My point was also, in the long run, I am not sure all of the things we think we would like are really what matter. But I can't possibly say what is important for any other person. I can only say for myself what I have experienced. And that is that as one moves on to the next stage the earlier stages are quite quickly forgotten. Because what is current takes over, or at least it has been so for me. It doesn't mean our 'hopes' are not important - they are.
So I think 'love' for whichever child any of us adopt or give birth to does in some way make up for the bits that are not as we had expected. If that makes sense. but none of us can predict how much we will love any child!
I can also give the example of our adopted son. I was very keen to have a year with him before school. Actually, I wanted him to be a baby and actually I originally wanted a girl! I had a kind of 'dream' of having two girls, maybe because I am one of two girls and maybe because we had thought of adopting from abroad (China) where many babies adopted are girls.
Luckily for us the social worker did not see that it said preference for a girl on our profile! They matched us with a boy.
Anyway, I had seen a documentary about boys in the adoption system and I was more open to a boy by that time (and so was dh) so we read little one's profile and we kind of clicked with him! Before we saw his picture.

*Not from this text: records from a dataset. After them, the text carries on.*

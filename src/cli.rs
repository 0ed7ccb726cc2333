//! Command-line interface. All required external inputs are validated here,
//! before the graph is loaded or mutated.

use std::path::PathBuf;

use anyhow::{bail, Context, Result};
use clap::Parser;

use crate::config::UnfoldConfig;
use crate::evidence::TaxonId;
use crate::pipeline::PipelineOptions;
use crate::unfold::reference::ReferenceOptions;
use crate::unfold::taxon::{TaxonOptions, TaxonTarget};
use crate::unfold::{StageIo, StageOptions};

fn default_threads() -> u32 {
    std::thread::available_parallelism()
        .map(|n| n.get() as u32)
        .unwrap_or(1)
}

#[derive(Debug, Parser)]
#[command(
    name = "gfa-unfold",
    version,
    about = "Simplify a metagenomic assembly graph using taxonomy, reference, depth and GC evidence"
)]
pub struct Cli {
    /// Input assembly graph (GFA1).
    #[arg(short, long)]
    pub gfa: PathBuf,

    /// Output directory.
    #[arg(short, long, default_value = "unfold_output")]
    pub outdir: PathBuf,

    /// Prefix for output files.
    #[arg(short, long, default_value = "unfold")]
    pub prefix: String,

    /// Threads passed through to the external tools.
    #[arg(short, long, default_value_t = default_threads())]
    pub threads: u32,

    /// Overwrite an existing output directory.
    #[arg(short, long)]
    pub force: bool,

    /// Do not unfold by contig taxonomy.
    #[arg(long)]
    pub disable_taxon_unfold: bool,

    /// Trust the TP tags already present in the input GFA.
    #[arg(long)]
    pub use_gfa_taxon: bool,

    /// Precomputed classifier output, instead of running the classifier.
    #[arg(long)]
    pub classification: Option<PathBuf>,

    /// Directory containing names.dmp and nodes.dmp.
    #[arg(long)]
    pub taxon_db: Option<PathBuf>,

    /// Target taxon id.
    #[arg(long)]
    pub taxon_id: Option<TaxonId>,

    /// Target scientific name, resolved through the name dump.
    #[arg(long)]
    pub taxon_name: Option<String>,

    /// Classifier database directory.
    #[arg(long)]
    pub classifier_db: Option<PathBuf>,

    /// Do not unfold by reference alignment.
    #[arg(long)]
    pub disable_ref_unfold: bool,

    /// Trust the AC/OR/ST/EN tags already present in the input GFA.
    #[arg(long)]
    pub use_gfa_ref: bool,

    /// Precomputed aligner output, instead of running the aligner.
    #[arg(long)]
    pub alignment: Option<PathBuf>,

    /// Aligner database path.
    #[arg(long)]
    pub aligner_db: Option<PathBuf>,

    /// Cut links whose endpoints sit further apart on the reference.
    #[arg(long)]
    pub position_distance: Option<u64>,

    /// Do not unfold by sequencing depth.
    #[arg(long)]
    pub disable_depth_unfold: bool,

    /// Cut links whose endpoint depth ratio exceeds this multiple.
    #[arg(long)]
    pub depth_discrepancy: Option<f64>,

    /// Do not unfold by GC content.
    #[arg(long)]
    pub disable_gc_unfold: bool,

    /// Cut links whose endpoint GC fractions differ by more than this.
    #[arg(long)]
    pub gc_discrepancy: Option<f64>,

    /// Remove individually unclassified, unaligned nodes after each stage.
    #[arg(long)]
    pub remove_unknown_nodes: bool,

    /// Keep components with no classified or aligned node.
    #[arg(long)]
    pub keep_unknown_components: bool,

    /// Keep isolated nodes below the length cutoff.
    #[arg(long)]
    pub keep_short_isolated_nodes: bool,

    /// Do not contract unbranched chains.
    #[arg(long)]
    pub disable_merge_neighbour: bool,

    /// Collapse near-identical sibling contigs into a consensus.
    #[arg(long)]
    pub merge_brother: bool,

    /// Split coverage-asymmetric diamond junctions.
    #[arg(long)]
    pub split_parent: bool,

    /// Reverse-complement reverse-placed contigs in the final FASTA.
    #[arg(long)]
    pub oriented_fasta: bool,

    /// Verbose logging.
    #[arg(short, long)]
    pub verbose: bool,
}

impl Cli {
    /// Validate every input and turn the flags into a pipeline plan.
    pub fn into_plan(self) -> Result<(UnfoldConfig, PipelineOptions)> {
        if !self.gfa.is_file() {
            bail!("input graph {} does not exist", self.gfa.display());
        }
        if self.outdir.exists() && !self.force {
            bail!(
                "output directory {} exists; pass --force to overwrite",
                self.outdir.display()
            );
        }
        std::fs::create_dir_all(&self.outdir)
            .with_context(|| format!("failed to create {}", self.outdir.display()))?;

        let mut config = UnfoldConfig::default();
        if let Some(v) = self.position_distance {
            config.position_distance = v;
        }
        if let Some(v) = self.depth_discrepancy {
            config.depth_discrepancy = v;
        }
        if let Some(v) = self.gc_discrepancy {
            config.gc_discrepancy = v;
        }

        let taxon = if self.disable_taxon_unfold {
            None
        } else {
            let mut options = TaxonOptions {
                use_gfa_annotation: self.use_gfa_taxon,
                classification: self.classification.clone(),
                taxonomy_dir: self.taxon_db.clone(),
                classifier_db: self.classifier_db.clone(),
                target: match (self.taxon_id, &self.taxon_name) {
                    (Some(id), _) => Some(TaxonTarget::Id(id)),
                    (None, Some(name)) => Some(TaxonTarget::Name(name.clone())),
                    (None, None) => None,
                },
            };
            if !options.use_gfa_annotation {
                let db = options
                    .taxonomy_dir
                    .as_ref()
                    .context("taxon unfolding needs --taxon-db (or --use-gfa-taxon)")?;
                for dump in ["names.dmp", "nodes.dmp"] {
                    if !db.join(dump).is_file() {
                        bail!("{} is missing from {}", dump, db.display());
                    }
                }
                if options.target.is_none() {
                    bail!("taxon unfolding needs --taxon-id or --taxon-name");
                }
                match &options.classification {
                    Some(path) if !path.is_file() => {
                        bail!("classification file {} does not exist", path.display())
                    }
                    Some(_) => {}
                    None => {
                        let db = options
                            .classifier_db
                            .as_ref()
                            .context("taxon unfolding needs --classifier-db or --classification")?;
                        if !db.is_dir() {
                            bail!("classifier database {} does not exist", db.display());
                        }
                    }
                }
            } else {
                // embedded annotation needs no external inputs
                options.classification = None;
            }
            Some(options)
        };

        let reference = if self.disable_ref_unfold {
            None
        } else {
            let options = ReferenceOptions {
                use_gfa_annotation: self.use_gfa_ref,
                alignment: self.alignment.clone(),
                aligner_db: self.aligner_db.clone(),
            };
            if !options.use_gfa_annotation {
                match &options.alignment {
                    Some(path) if !path.is_file() => {
                        bail!("alignment file {} does not exist", path.display())
                    }
                    Some(_) => {}
                    None if options.aligner_db.is_none() => {
                        bail!("reference unfolding needs --aligner-db or --alignment")
                    }
                    None => {}
                }
            }
            Some(options)
        };

        let plan = PipelineOptions {
            input: self.gfa,
            io: StageIo {
                out_dir: self.outdir,
                prefix: self.prefix,
                threads: self.threads,
            },
            stage: StageOptions {
                remove_unknown_nodes: self.remove_unknown_nodes,
                keep_unknown_components: self.keep_unknown_components,
                keep_short_isolated_nodes: self.keep_short_isolated_nodes,
                merge_neighbours: !self.disable_merge_neighbour,
            },
            taxon,
            reference,
            depth_enabled: !self.disable_depth_unfold,
            gc_enabled: !self.disable_gc_unfold,
            merge_brother: self.merge_brother,
            split_parent: self.split_parent,
            oriented_fasta: self.oriented_fasta,
        };
        Ok((config, plan))
    }
}
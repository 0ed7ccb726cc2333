//! Linear-chain contraction.
//!
//! A node with exactly one extension in a canonical direction, whose far
//! neighbour has exactly one matching return link and no competing branch,
//! absorbs that neighbour. The pass repeats from the same node until its
//! neighbourhood stops qualifying, so whole chains collapse in one sweep.

use crate::error::Result;
use crate::graph::{AssemblyGraph, LinkId, NodeId};
use crate::orient::Strand;

use super::{merge_properties, remove_redundant_links};

/// Contract every unbranched chain in the graph. Returns the number of
/// nodes absorbed.
pub fn merge_neighbours(graph: &mut AssemblyGraph) -> Result<usize> {
    remove_redundant_links(graph);
    let mut merged = 0;
    for node in graph.node_ids() {
        while graph.has_node(node) {
            if let Some(lid) = qualifying_extension(graph, node) {
                contract(graph, node, lid)?;
                merged += 1;
            } else {
                break;
            }
        }
    }
    Ok(merged)
}

/// An out-link of `node` that extends an unbranched chain, if any.
///
/// `node` must be the sole departure on its strand (no returning link on
/// the mirror strand), and the neighbour's arrival strand must likewise be
/// its only connection back with no branch leaving it.
fn qualifying_extension(graph: &AssemblyGraph, node: NodeId) -> Option<LinkId> {
    let buckets = graph.classify_links(node);

    let candidates = [
        (&buckets.plus_out, &buckets.minus_in),
        (&buckets.minus_out, &buckets.plus_in),
    ];
    for (out, mirror_in) in candidates {
        if out.len() != 1 || !mirror_in.is_empty() {
            continue;
        }
        let lid = out[0];
        let link = graph.link(lid)?;
        let far = graph.classify_links(lid.sink);
        let ok = match link.label.1 {
            Strand::Forward => far.plus_in.len() == 1 && far.minus_out.is_empty(),
            Strand::Reverse => far.minus_in.len() == 1 && far.plus_out.is_empty(),
        };
        if ok {
            return Some(lid);
        }
    }
    None
}

fn contract(graph: &mut AssemblyGraph, keep: NodeId, lid: LinkId) -> Result<()> {
    let merge = lid.sink;
    let link = match graph.link(lid) {
        Some(l) => l.clone(),
        None => return Ok(()),
    };
    merge_properties(graph, keep, merge, link.label, link.overlap)?;

    // repoint the absorbed node's remaining links onto the kept node;
    // a cross-strand connection flips the strand on the moved end
    let cross = link.label.0 != link.label.1;
    for in_lid in graph.in_links(merge).to_vec() {
        if in_lid.source == keep || in_lid.is_self_loop() {
            continue;
        }
        let Some(mut moved) = graph.link(in_lid).cloned() else { continue };
        if cross {
            moved.label = moved.label.flip_sink();
        }
        graph.add_link(in_lid.source, keep, moved);
    }
    for out_lid in graph.out_links(merge).to_vec() {
        if out_lid.sink == keep || out_lid.is_self_loop() {
            continue;
        }
        let Some(mut moved) = graph.link(out_lid).cloned() else { continue };
        if cross {
            moved.label = moved.label.flip_source();
        }
        graph.add_link(keep, out_lid.sink, moved);
    }
    graph.remove_node(merge);
    Ok(())
}

#[cfg(test)]
mod tests {
    use super::*;
    use crate::graph::{Contig, Link};
    use crate::orient::EdgeLabel;
    use crate::sequence::Overlap;
    use crate::orient::Strand::{Forward as F, Reverse as R};

    fn node(g: &mut AssemblyGraph, id: u64, seq: &[u8], depth: f64) {
        let mut c = Contig::new(seq.to_vec());
        c.depth = depth;
        g.add_node(NodeId(id), c);
    }

    fn link(g: &mut AssemblyGraph, a: u64, b: u64, s1: Strand, s2: Strand, n: usize) {
        g.add_link(
            NodeId(a),
            NodeId(b),
            Link::new(EdgeLabel(s1, s2), Overlap(n)),
        );
    }

    #[test]
    fn simple_chain_contracts_into_one_node() {
        let mut g = AssemblyGraph::new();
        node(&mut g, 1, b"ACGTAAA", 10.0);
        node(&mut g, 2, b"AAACTG", 10.0);
        link(&mut g, 1, 2, F, F, 3);

        let merged = merge_neighbours(&mut g).unwrap();
        assert_eq!(merged, 1);
        assert_eq!(g.node_count(), 1);
        assert_eq!(g.link_count(), 0);
        assert_eq!(g.contig(NodeId(1)).unwrap().sequence, b"ACGTAAACTG");
    }

    #[test]
    fn merge_is_confluent() {
        let mut g = AssemblyGraph::new();
        node(&mut g, 1, b"ACGTAAA", 10.0);
        node(&mut g, 2, b"AAACTGCC", 10.0);
        node(&mut g, 3, b"CCTTGG", 10.0);
        link(&mut g, 1, 2, F, F, 3);
        link(&mut g, 2, 3, F, F, 2);

        assert!(merge_neighbours(&mut g).unwrap() > 0);
        let after_first: Vec<_> = g.node_ids();
        let seq_first = g.contig(after_first[0]).unwrap().sequence.clone();

        assert_eq!(merge_neighbours(&mut g).unwrap(), 0);
        assert_eq!(g.node_ids(), after_first);
        assert_eq!(g.contig(after_first[0]).unwrap().sequence, seq_first);
        assert_eq!(seq_first, b"ACGTAAACTGCCTTGG");
    }

    #[test]
    fn branch_point_blocks_contraction() {
        let mut g = AssemblyGraph::new();
        node(&mut g, 1, b"ACGTAAA", 10.0);
        node(&mut g, 2, b"AAACTG", 10.0);
        node(&mut g, 3, b"TTACTG", 10.0);
        // node 2 has two arrivals on '+', so neither chain may contract
        link(&mut g, 1, 2, F, F, 3);
        link(&mut g, 3, 2, F, F, 3);

        assert_eq!(merge_neighbours(&mut g).unwrap(), 0);
        assert_eq!(g.node_count(), 3);
    }

    #[test]
    fn cross_strand_chain_reverse_complements_the_absorbed_side() {
        let mut g = AssemblyGraph::new();
        node(&mut g, 1, b"ACGTAAA", 10.0);
        node(&mut g, 2, b"CAGTTT", 10.0); // revcomp = AAACTG
        link(&mut g, 1, 2, F, R, 3);

        assert_eq!(merge_neighbours(&mut g).unwrap(), 1);
        assert_eq!(g.contig(NodeId(1)).unwrap().sequence, b"ACGTAAACTG");
    }

    #[test]
    fn repointed_links_flip_on_cross_strand_merge() {
        let mut g = AssemblyGraph::new();
        node(&mut g, 1, b"ACGTAAA", 10.0);
        node(&mut g, 2, b"CAGTTT", 10.0);
        node(&mut g, 3, b"GGGG", 10.0);
        node(&mut g, 4, b"CCCC", 10.0);
        link(&mut g, 1, 2, F, R, 3);
        // downstream continuation of node 2 on its '-' strand, plus a branch
        // into node 2 that keeps 3 and 4 from merging into it first
        link(&mut g, 2, 3, R, F, 2);
        link(&mut g, 4, 3, F, F, 2);

        merge_neighbours(&mut g).unwrap();
        assert!(!g.has_node(NodeId(2)));
        // 2 -> 3 was carried over to 1 -> 3 with its source strand flipped
        let carried: Vec<_> = g
            .out_links(NodeId(1))
            .iter()
            .filter(|l| l.sink == NodeId(3))
            .collect();
        assert_eq!(carried.len(), 1);
        let moved = g.link(*carried[0]).unwrap();
        assert_eq!(moved.label, EdgeLabel(F, F));
    }
}
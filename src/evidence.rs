//! External evidence consumed by the unfolding stages: taxonomy dumps,
//! classifier output tables, and aligner hit tables. Rows referencing node
//! ids that are no longer in the graph are skipped silently; the graph may
//! have been simplified since the evidence was produced.

pub mod alignment;
pub mod classification;
pub mod taxonomy;

pub use alignment::apply_alignments;
pub use classification::apply_classification;
pub use taxonomy::{TaxonId, Taxonomy};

As I say, I was keen to adopt and have a year at home and I had figured if the 'child' (at that point unknown) were three that would be the case. But I quickly realised as he was a summer baby, he could be off to school the next academic year, just a few months after his arrival with us. Anyway, long story short I decided that the loss of that year with him/another child was not worth the loss of parenting him. DH was taken with him too, he was relatively easy (on paper) and both felt 'why not'! So we went ahead and were matched and the rest is history. He has fitted in well with our family, and we with him, and it has gone very well so far (18 months in!). It certainly was not always easy at all. I guess what I am saying was he was not what I necessarily 'wanted' but he was perfect for us.
Good luck MintyLizzy9, I can honestly say matching was one of the hardest bits so once this is all over and you know where you are, things will be better.